According to the sheriff's office dispatch log, authorities received information at 3:03 p.m. Tuesday about an emergency alarm locator that had been activated three times near Klondike Lake south of Gannett Peak in the Shoshone National Forest.
Lee said the victim's husband activated the alarm device, which is a satellite messenger that can dispatch emergency responders to the GPS location.
"We received the coordinates of the emergency. However, it took some time to actually locate the victim due to the extreme country they were in," Lee said.
He said the couple was reportedly attempting to traverse a boulder field when the 36-year-old woman received an open compound fracture to her femur, resulting in shock and severe blood loss.
Lee described the area as steep terrain and near Gannett Creek. It's about 26 miles west of Crowheart near Gannett Peak, which is the highest point in the state at 13,809 feet.
Lee said the sheriff's office coordinated the rescue mission with the use of a Sublette County Search and Rescue helicopter and professional mountain climbers associated with the Lander Search and Rescue division.

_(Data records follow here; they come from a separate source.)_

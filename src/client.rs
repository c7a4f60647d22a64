//! The coordinator the view layer consumes: one session store, six
//! server-backed collections, and the submission pipelines tying the
//! validators and the normalizer to them.

use std::sync::{Arc, Mutex};

use crate::activity::Refresh;
use crate::normalize::normalize_booking;
use crate::ports::{Clock, CredentialVault, Transport, Verb};
use crate::records::{
    Booking, BookingDraft, NotifyTarget, RemoteConfig, Team, TeamDraft, User, UserDraft,
};
use crate::session::{AuthError, Session, SessionHandle, SessionStore};
use crate::store::{CollectionStore, StoreError};
use crate::validate::{validate_booking, validate_team, validate_user};

#[derive(Clone)]
pub struct FleetClient<T, V, C>
where
    T: Transport,
    V: CredentialVault,
    C: Clock,
{
    transport: T,
    session: SessionStore<V, C>,
    handle: SessionHandle,
    config: Arc<Mutex<Option<RemoteConfig>>>,
    pub bookings: CollectionStore<Booking, T>,
    pub boats: CollectionStore<String, T>,
    pub users: CollectionStore<User, T>,
    pub teams: CollectionStore<Team, T>,
    pub targets: CollectionStore<NotifyTarget, T>,
}

impl<T, V, C> FleetClient<T, V, C>
where
    T: Transport,
    V: CredentialVault,
    C: Clock,
{
    pub fn new(transport: T, vault: V, clock: C) -> Self {
        let session = SessionStore::new(vault, clock);
        let handle = session.handle();
        Self {
            bookings: CollectionStore::new(transport.clone(), handle.clone()),
            boats: CollectionStore::new(transport.clone(), handle.clone()),
            users: CollectionStore::new(transport.clone(), handle.clone()),
            teams: CollectionStore::new(transport.clone(), handle.clone()),
            targets: CollectionStore::new(transport.clone(), handle.clone()),
            transport,
            session,
            handle,
            config: Arc::new(Mutex::new(None)),
        }
    }

    pub fn session(&self) -> SessionHandle {
        self.handle.clone()
    }

    /// The last fetched server configuration, if any.
    pub fn remote_config(&self) -> Option<RemoteConfig> {
        self.config.lock().expect("config lock").clone()
    }

    /// The tenant identity of the current server configuration.
    pub fn tenant(&self) -> Option<String> {
        self.config
            .lock()
            .expect("config lock")
            .as_ref()
            .map(|config| config.team.clone())
    }

    /// Whether the stores may talk to the server at all. Until a
    /// configuration is known, auth is assumed to be required.
    pub fn polling_allowed(&self) -> bool {
        let auth_required = self
            .config
            .lock()
            .expect("config lock")
            .as_ref()
            .is_none_or(|config| config.auth_required);
        !auth_required || self.handle.is_authenticated()
    }

    /// Fetch the server configuration and keep it. On failure the previous
    /// configuration (if any) stays in place.
    pub async fn fetch_config(&self) -> Result<RemoteConfig, StoreError> {
        let auth = self.handle.credential();
        let bytes = self
            .transport
            .request(Verb::Get, "config", auth.as_ref(), None)
            .await
            .map_err(|err| {
                tracing::warn!(error = %err, "config fetch failed");
                StoreError::Connection
            })?;
        let config: RemoteConfig = serde_json::from_slice(&bytes).map_err(|err| {
            tracing::warn!(error = %err, "config not decodable");
            StoreError::Connection
        })?;
        *self.config.lock().expect("config lock") = Some(config.clone());
        Ok(config)
    }

    /// Mount sequence: restore the persisted session, fetch the server
    /// configuration, then load every collection (or keep them empty when
    /// unauthenticated and auth is required).
    pub async fn bootstrap(&self) -> Session {
        let session = self.session.restore();
        if let Err(err) = self.fetch_config().await {
            tracing::warn!(error = %err, "starting without server configuration");
        }
        if self.polling_allowed() {
            self.refresh_all().await;
        } else {
            self.clear_collections();
        }
        session
    }

    pub async fn login(&self, team: &str, password: &str) -> Result<Session, AuthError> {
        let session = self.session.login(&self.transport, team, password).await?;
        if let Err(err) = self.fetch_config().await {
            tracing::warn!(error = %err, "config fetch after login failed");
        }
        self.refresh_all().await;
        Ok(session)
    }

    pub async fn logout(&self) -> Session {
        let session = self.session.logout();
        if let Err(err) = self.fetch_config().await {
            tracing::warn!(error = %err, "config fetch after logout failed");
        }
        self.clear_collections();
        session
    }

    pub async fn refresh_all(&self) {
        tokio::join!(
            self.bookings.refresh(),
            self.boats.refresh(),
            self.users.refresh(),
            self.teams.refresh(),
            self.targets.refresh(),
        );
    }

    fn clear_collections(&self) {
        self.bookings.clear();
        self.boats.clear();
        self.users.clear();
        self.teams.clear();
        self.targets.clear();
    }

    /// Abandon whatever edit is in progress on any collection.
    pub fn cancel_pending_edits(&self) {
        self.bookings.cancel_pending_edit();
        self.boats.cancel_pending_edit();
        self.users.cancel_pending_edit();
        self.teams.cancel_pending_edit();
        self.targets.cancel_pending_edit();
    }

    /// Validate, normalize and submit a new booking. Creating a booking can
    /// create users and notification targets server-side, so both reference
    /// collections are re-fetched after success.
    pub async fn add_booking(&self, draft: &BookingDraft) -> Result<(), StoreError> {
        let errors = validate_booking(draft);
        if !errors.is_empty() {
            return Err(StoreError::Validation(errors));
        }
        let normalized = normalize_booking(draft.clone(), &self.users.items());
        self.bookings.create(&normalized.to_record()).await?;
        self.refresh_references().await;
        Ok(())
    }

    pub async fn update_booking(
        &self,
        draft: &BookingDraft,
        previous: &Booking,
    ) -> Result<(), StoreError> {
        let errors = validate_booking(draft);
        if !errors.is_empty() {
            return Err(StoreError::Validation(errors));
        }
        let normalized = normalize_booking(draft.clone(), &self.users.items());
        self.bookings
            .update(&normalized.to_update_record(previous))
            .await?;
        self.refresh_references().await;
        Ok(())
    }

    pub async fn delete_booking(&self, record: &Booking) -> Result<(), StoreError> {
        self.bookings.delete(record).await
    }

    async fn refresh_references(&self) {
        tokio::join!(self.users.refresh(), self.targets.refresh());
    }

    pub async fn add_team(&self, draft: &TeamDraft) -> Result<(), StoreError> {
        let errors = validate_team(draft, true);
        if !errors.is_empty() {
            return Err(StoreError::Validation(errors));
        }
        self.teams.create(&draft.to_record()).await
    }

    pub async fn update_team(&self, draft: &TeamDraft, previous: &Team) -> Result<(), StoreError> {
        let errors = validate_team(draft, false);
        if !errors.is_empty() {
            return Err(StoreError::Validation(errors));
        }
        self.teams.update(&draft.to_update_record(previous)).await
    }

    /// Whether the record may be offered for deletion: the active tenant's
    /// own team never is.
    pub fn can_delete_team(&self, record: &Team) -> bool {
        self.tenant().is_some_and(|tenant| tenant != record.team)
    }

    pub async fn delete_team(&self, record: &Team) -> Result<(), StoreError> {
        if !self.can_delete_team(record) {
            tracing::warn!(team = %record.team, "refusing to delete the active tenant");
            return Err(StoreError::CannotDelete);
        }
        self.teams.delete(record).await
    }

    pub async fn add_user(&self, draft: &UserDraft) -> Result<(), StoreError> {
        let errors = validate_user(draft);
        if !errors.is_empty() {
            return Err(StoreError::Validation(errors));
        }
        self.users.create(&draft.to_record()).await
    }

    pub async fn update_user(&self, draft: &UserDraft, previous: &User) -> Result<(), StoreError> {
        let errors = validate_user(draft);
        if !errors.is_empty() {
            return Err(StoreError::Validation(errors));
        }
        let mut record = draft.to_record();
        record.id = previous.id;
        record.team = previous.team.clone();
        record.lastused = previous.lastused;
        self.users.update(&record).await
    }

    pub async fn delete_user(&self, record: &User) -> Result<(), StoreError> {
        self.users.delete(record).await
    }

    /// Drive the notification pairing flow. The server streams
    /// newline-delimited JSON snapshots of the team: QR payloads to scan in
    /// `qrcode`, and finally the paired device in `whatsappid`. Every
    /// decoded snapshot is handed to `on_update`; the last one is returned.
    pub async fn pair_notifications<F>(&self, mut on_update: F) -> Result<Team, StoreError>
    where
        F: FnMut(&Team),
    {
        let auth = self.handle.credential();
        let mut chunks = self
            .transport
            .stream("whatsapp", auth.as_ref())
            .await
            .map_err(|err| {
                tracing::warn!(error = %err, "pairing stream could not be opened");
                StoreError::CannotUpdate
            })?;
        let mut buffer: Vec<u8> = Vec::new();
        let mut latest = None;
        while let Some(chunk) = chunks.recv().await {
            let chunk = chunk.map_err(|err| {
                tracing::warn!(error = %err, "pairing stream broke");
                StoreError::CannotUpdate
            })?;
            buffer.extend_from_slice(&chunk);
            while let Some(newline) = buffer.iter().position(|byte| *byte == b'\n') {
                let line: Vec<u8> = buffer.drain(..=newline).collect();
                decode_pairing_chunk(&line, &mut on_update, &mut latest);
            }
        }
        if !buffer.is_empty() {
            decode_pairing_chunk(&buffer, &mut on_update, &mut latest);
        }
        latest.ok_or(StoreError::CannotUpdate)
    }

    pub async fn unpair_notifications(&self) -> Result<(), StoreError> {
        let auth = self.handle.credential();
        self.transport
            .request(Verb::Delete, "whatsapp", auth.as_ref(), None)
            .await
            .map_err(|err| {
                tracing::warn!(error = %err, "unpairing failed");
                StoreError::CannotDelete
            })?;
        Ok(())
    }
}

fn decode_pairing_chunk<F: FnMut(&Team)>(line: &[u8], on_update: &mut F, latest: &mut Option<Team>) {
    let text = String::from_utf8_lossy(line);
    let text = text.trim();
    if text.is_empty() {
        return;
    }
    match serde_json::from_str::<Team>(text) {
        Ok(team) => {
            on_update(&team);
            *latest = Some(team);
        }
        Err(err) => tracing::warn!(error = %err, "undecodable pairing chunk"),
    }
}

impl<T, V, C> Refresh for FleetClient<T, V, C>
where
    T: Transport,
    V: CredentialVault,
    C: Clock,
{
    async fn refresh_bookings(&self) {
        self.bookings.refresh().await;
    }

    async fn refresh_active(&self) {
        tokio::join!(
            self.bookings.refresh(),
            self.users.refresh(),
            self.boats.refresh(),
        );
    }

    fn polling_allowed(&self) -> bool {
        FleetClient::polling_allowed(self)
    }
}
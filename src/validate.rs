//! Pure validation of user-entered drafts.
//!
//! Each validator returns an ordered list of human-readable messages, one
//! per offending field; an empty list means the draft may be submitted.
//! An empty string and an absent value are the same thing here: drafts
//! default-construct to empty strings.

use crate::records::{BookingDraft, TeamDraft, UserDraft};

fn field_error(field: &str) -> String {
    format!("Try Again, You didn't enter a valid {field} field")
}

fn require(value: &str, field: &str, errors: &mut Vec<String>) {
    if value.is_empty() {
        errors.push(field_error(field));
    }
}

fn require_integer(value: &str, field: &str, errors: &mut Vec<String>) {
    if value.trim().parse::<i64>().is_err() {
        errors.push(field_error(field));
    }
}

pub fn validate_booking(draft: &BookingDraft) -> Vec<String> {
    let mut errors = Vec::new();
    require(&draft.password, "Password", &mut errors);
    require(&draft.user, "User", &mut errors);
    require(&draft.boat, "Boat", &mut errors);
    require(&draft.date, "Date", &mut errors);
    require(&draft.time, "Time", &mut errors);
    require_integer(&draft.duration, "Duration", &mut errors);
    // Repeat is optional but must be a known code when present.
    let repeat = draft.repeat.trim();
    if !repeat.is_empty()
        && !repeat
            .parse::<i64>()
            .is_ok_and(|code| (0..=4).contains(&code))
    {
        errors.push(field_error("Repeat"));
    }
    errors
}

pub fn validate_team(draft: &TeamDraft, on_create: bool) -> Vec<String> {
    let mut errors = Vec::new();
    require(&draft.password, "Password", &mut errors);
    require(&draft.team, "Team", &mut errors);
    require(&draft.title, "Title", &mut errors);
    if on_create {
        require(&draft.prefix, "Prefix", &mut errors);
    }
    errors
}

pub fn validate_user(draft: &UserDraft) -> Vec<String> {
    let mut errors = Vec::new();
    require(&draft.password, "Password", &mut errors);
    require(&draft.user, "User", &mut errors);
    require(&draft.name, "Name", &mut errors);
    errors
}
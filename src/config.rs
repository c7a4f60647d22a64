//! Local client configuration: where the server is, where the credential
//! cookie lives, how long requests may take. Resolved from flags,
//! environment and an optional TOML file; the server-side configuration is
//! a fetched record (see [`crate::records::RemoteConfig`]).

use std::path::{Path, PathBuf};
use std::time::Duration;

use serde::Deserialize;

pub const DEFAULT_REQUEST_TIMEOUT: Duration = Duration::from_secs(30);

#[derive(Debug, Clone)]
pub struct ClientConfig {
    /// Base URL of the booking API, e.g. `http://localhost:1323/data`.
    pub server_url: String,
    pub cookie_file: PathBuf,
    pub request_timeout: Duration,
}

#[cfg(test)]
impl Default for ClientConfig {
    fn default() -> Self {
        Self {
            server_url: "http://localhost:1323/data".to_string(),
            cookie_file: ".fleetbook-cookie.json".into(),
            request_timeout: DEFAULT_REQUEST_TIMEOUT,
        }
    }
}

/// The optional config file. Flags and environment win over it.
#[derive(Debug, Clone, Default, Deserialize)]
#[serde(default)]
pub struct ConfigFile {
    pub server_url: Option<String>,
    pub cookie_file: Option<PathBuf>,
    pub request_timeout: Option<String>,
}

impl ConfigFile {
    pub fn load(path: &Path) -> Result<Self, String> {
        let raw = std::fs::read_to_string(path)
            .map_err(|err| format!("cannot read config file {}: {err}", path.display()))?;
        toml::from_str(&raw)
            .map_err(|err| format!("cannot parse config file {}: {err}", path.display()))
    }
}

#[cfg(test)]
#[allow(non_snake_case)]
mod tests {
    use super::*;

    #[test]
    fn config_file__should_parse_partial_toml() {
        // When
        let file: ConfigFile = toml::from_str(
            "server_url = \"http://fleet.example/data\"\nrequest_timeout = \"45s\"\n",
        )
        .expect("parse config");

        // Then
        assert_eq!(
            file.server_url.as_deref(),
            Some("http://fleet.example/data")
        );
        assert_eq!(file.request_timeout.as_deref(), Some("45s"));
        assert!(file.cookie_file.is_none());
    }

    #[test]
    fn config_file__should_report_unreadable_paths() {
        // When
        let result = ConfigFile::load(Path::new("/definitely/not/here.toml"));

        // Then
        assert!(result.is_err());
    }
}
use crate::bit::to_int;
use crate::field::FieldDescriptor;

/// Bits available to the `csrrwi`, `csrrsi`, and `csrrci` immediate operand.
pub const IMMEDIATE_BITS: u32 = 5;

/// Whether the field's most significant bit lies within the immediate operand.
///
/// A symbolic position is never proven to fit.
pub fn fits_in_immediate(field: &FieldDescriptor) -> bool {
    to_int(field.msb()).map_or(false, |msb| msb < IMMEDIATE_BITS)
}

#[cfg(test)]
mod tests {
    use serde_json::json;

    use super::*;

    fn fits(value: serde_json::Value) -> bool {
        fits_in_immediate(&FieldDescriptor::from_value(&value).unwrap())
    }

    #[test]
    fn single_bits() {
        assert!(fits(json!({ "bits": [3] })));
        assert!(fits(json!({ "bits": [4] })));
        assert!(!fits(json!({ "bits": [5] })));
        assert!(!fits(json!({ "bits": [7] })));
    }

    #[test]
    fn ranges_check_msb_only() {
        assert!(fits(json!({ "bits": [4, 0] })));
        assert!(!fits(json!({ "bits": [12, 11] })));
    }

    #[test]
    fn symbolic_never_fits() {
        assert!(!fits(json!({ "bits": ["mxlen-1"] })));
        assert!(!fits(json!({ "bits": ["mxlen-1", 0] })));
    }
}
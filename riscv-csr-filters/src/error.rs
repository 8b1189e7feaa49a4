use snafu::Snafu;

/// Errors reported at the filter boundary.
///
/// A symbolic bit position is not an error; see [`crate::bit::to_int`].
#[derive(Debug, Snafu)]
#[snafu(visibility(pub(crate)))]
pub enum Error {
    #[snafu(display("malformed field descriptor: {reason}"))]
    MalformedFieldDescriptor { reason: String },

    #[snafu(display("bit range is inverted: msb {msb} is below lsb {lsb}"))]
    InvertedBitRange { msb: u32, lsb: u32 },

    #[snafu(display("unsupported field width: {width:?}"))]
    UnsupportedWidth { width: String },

    #[snafu(display("argument is not a field descriptor"))]
    Decode { source: serde_json::Error },

    #[snafu(display("invalid argument to `{filter}`: {reason}"))]
    InvalidArgument {
        filter: &'static str,
        reason: String,
    },
}

pub type Result<T, E = Error> = std::result::Result<T, E>;
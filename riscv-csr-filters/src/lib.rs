#![doc = include_str!(concat!(env!("CARGO_MANIFEST_DIR"), "/README.md"))]

pub mod bit;
pub mod dialect;
pub mod error;
pub mod field;
pub mod filters;
pub mod geometry;
pub mod imm;
pub mod mask;
pub mod types;

pub use bit::{BitPosition, XLEN_PLACEHOLDER};
pub use dialect::Dialect;
pub use error::{Error, Result};
pub use field::{FieldDescriptor, FieldWidth};
pub use filters::{filters, setup, Filter, FilterEnv};
pub use geometry::{bit_offset, bit_width, Resolved};
pub use imm::fits_in_immediate;
pub use mask::{all_set_mask, field_mask, format_mask};
pub use types::{arg_type, csr_type, AccessorType};
use std::fmt::{self, Display, Formatter};
use std::str::FromStr;

use crate::error::{Error, InvalidArgumentSnafu, Result};

/// Spelling rules for one target language.
///
/// Both dialects share every algorithm in this crate. They differ only in how an expression is
/// parenthesized, how an unsigned long literal is suffixed, and how accessor types are named.
#[derive(Clone, Copy, Debug, PartialEq, Eq, Hash)]
pub struct Dialect {
    name: &'static str,
    /// Wraps a symbolic width expression in one extra pair of parentheses.
    pub wrap_width_expr: bool,
    /// Wraps a symbolic mask expression in one pair of parentheses.
    pub wrap_mask_expr: bool,
    /// Appended to hexadecimal and `1` literals inside symbolic mask expressions.
    pub ulong_suffix: &'static str,
    /// The type name for a value as wide as the architecture word.
    pub xlen_type: &'static str,
    arg_type: TypeSpelling,
    csr_type: TypeSpelling,
}

#[derive(Clone, Copy, Debug, PartialEq, Eq, Hash)]
struct TypeSpelling {
    prefix: &'static str,
    suffix: &'static str,
}

impl TypeSpelling {
    fn spell(self, width: u32) -> String {
        format!("{}{width}{}", self.prefix, self.suffix)
    }
}

impl Dialect {
    pub const C: Self = Self {
        name: "c",
        wrap_width_expr: true,
        wrap_mask_expr: true,
        ulong_suffix: "UL",
        xlen_type: "uint_xlen_t",
        arg_type: TypeSpelling {
            prefix: "uint",
            suffix: "_t",
        },
        csr_type: TypeSpelling {
            prefix: "uint_csr",
            suffix: "_t",
        },
    };

    pub const RUST: Self = Self {
        name: "rust",
        wrap_width_expr: false,
        wrap_mask_expr: false,
        ulong_suffix: "",
        xlen_type: "UintXlen",
        arg_type: TypeSpelling {
            prefix: "u",
            suffix: "",
        },
        csr_type: TypeSpelling {
            prefix: "UintCsr",
            suffix: "",
        },
    };

    pub fn name(self) -> &'static str {
        self.name
    }

    /// Names the fixed-width type passed to, or returned from, an accessor function.
    pub fn arg_type_name(self, width: u32) -> String {
        self.arg_type.spell(width)
    }

    /// Names the fixed-width type passed to, or returned from, the CSR instruction.
    pub fn csr_type_name(self, width: u32) -> String {
        self.csr_type.spell(width)
    }
}

impl Display for Dialect {
    fn fmt(&self, f: &mut Formatter) -> fmt::Result {
        f.write_str(self.name)
    }
}

impl FromStr for Dialect {
    type Err = Error;

    fn from_str(s: &str) -> Result<Self> {
        match s.to_ascii_lowercase().as_str() {
            "c" | "cpp" | "c++" => Ok(Self::C),
            "rust" | "rs" => Ok(Self::RUST),
            _ => InvalidArgumentSnafu {
                filter: "dialect",
                reason: format!("unknown dialect {s:?}"),
            }
            .fail(),
        }
    }
}
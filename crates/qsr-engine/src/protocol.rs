//! Engine wire protocol
//!
//! JSON-RPC 2.0 envelopes as the engine speaks them: every request carries a
//! document `handle` next to the standard fields, and responses carry either
//! a `result` object or an `error` with a message. A response is matched to
//! its request by `id`; frames with any other id (the engine pushes change
//! notifications on the same connection) are not responses.

use serde::{Deserialize, Serialize};
use serde_json::Value;

use crate::error::EngineError;

/// JSON-RPC version tag sent on every request
pub const JSONRPC_VERSION: &str = "2.0";

/// Handle used before any document is opened
pub const NO_DOCUMENT_HANDLE: i64 = -1;

/// Handle of the active document once opened (engine convention: always 1,
/// one active document per session)
pub const ACTIVE_DOCUMENT_HANDLE: i64 = 1;

/// Engine method names, in the order a session invokes them
pub mod methods {
    pub const OPEN_DOC: &str = "OpenDoc";
    pub const GET_ACTIVE_DOC: &str = "GetActiveDoc";
    pub const DO_RELOAD_EX: &str = "DoReloadEx";
    pub const DO_SAVE: &str = "DoSave";
}

/// Request envelope
#[derive(Debug, Clone, Serialize)]
pub struct EngineRequest {
    /// JSON-RPC version (always "2.0")
    pub jsonrpc: &'static str,

    /// Session-scoped request id, monotonically increasing
    pub id: u64,

    /// Method name
    pub method: String,

    /// Document handle the method targets
    pub handle: i64,

    /// Method parameters (array or object, per method)
    pub params: Value,
}

impl EngineRequest {
    pub fn new(id: u64, method: impl Into<String>, handle: i64, params: Value) -> Self {
        Self {
            jsonrpc: JSONRPC_VERSION,
            id,
            method: method.into(),
            handle,
            params,
        }
    }
}

/// Response envelope
///
/// Deserialized into an explicit `result`/`error` pair so callers branch on
/// a tagged value rather than probing for fields.
#[derive(Debug, Clone, Deserialize)]
pub struct EngineResponse {
    /// Id of the request this frame answers; notifications carry none
    #[serde(default)]
    pub id: Option<u64>,

    /// Result payload (present on success)
    #[serde(default)]
    pub result: Option<Value>,

    /// Error payload (present on failure)
    #[serde(default)]
    pub error: Option<EngineErrorFrame>,
}

/// Error payload of a response
#[derive(Debug, Clone, Deserialize)]
pub struct EngineErrorFrame {
    #[serde(default)]
    pub code: Option<i64>,

    pub message: String,
}

impl EngineResponse {
    /// Whether this frame answers the request with the given id
    pub fn answers(&self, id: u64) -> bool {
        self.id == Some(id)
    }

    /// Convert into the result payload, or the engine's error message
    pub fn into_result(self) -> Result<Value, EngineError> {
        if let Some(error) = self.error {
            return Err(EngineError::Protocol(error.message));
        }
        Ok(self.result.unwrap_or(Value::Null))
    }
}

Because of weight concerns with the helicopter, Lee said the seven-member crew was flown into the area in three separated trips. Once they arrived, they launched ground and air searches throughout the evening.
"The crews located the victim just before dark last night and then were able to get to her and assess her injuries," he said.
He said the woman was found to be in serious condition and crews "went into action to save her life."
"It took the rescue crew almost four hours in the dark to traverse a boulder field and a river, in what is being described as an extremely technical and dangerous extraction, to the awaiting air ambulance," Lee said in a news release.
Lee said the difficult terrain made it impossible to land or hoist the victim from the area, and she had to be carried by hand at elevations near 10,000 feet.
"It took several hours to get her packed up because of the area," he said.
The Riverton-based Classic Lifeguard Air Ambulance flew as far into the area as possible late Tuesday by the use of night vision and awaited the rescuers, Lee said.
Lifeguard's paramedic took over care of the woman, and she was airlifted to Lander.
Given the danger of flying at night, Lee said crew members spent the night in the area and were airlifted out Wednesday. By 11 a.m. Wednesday, the rescuers were in Lander and the mission was complete, he added.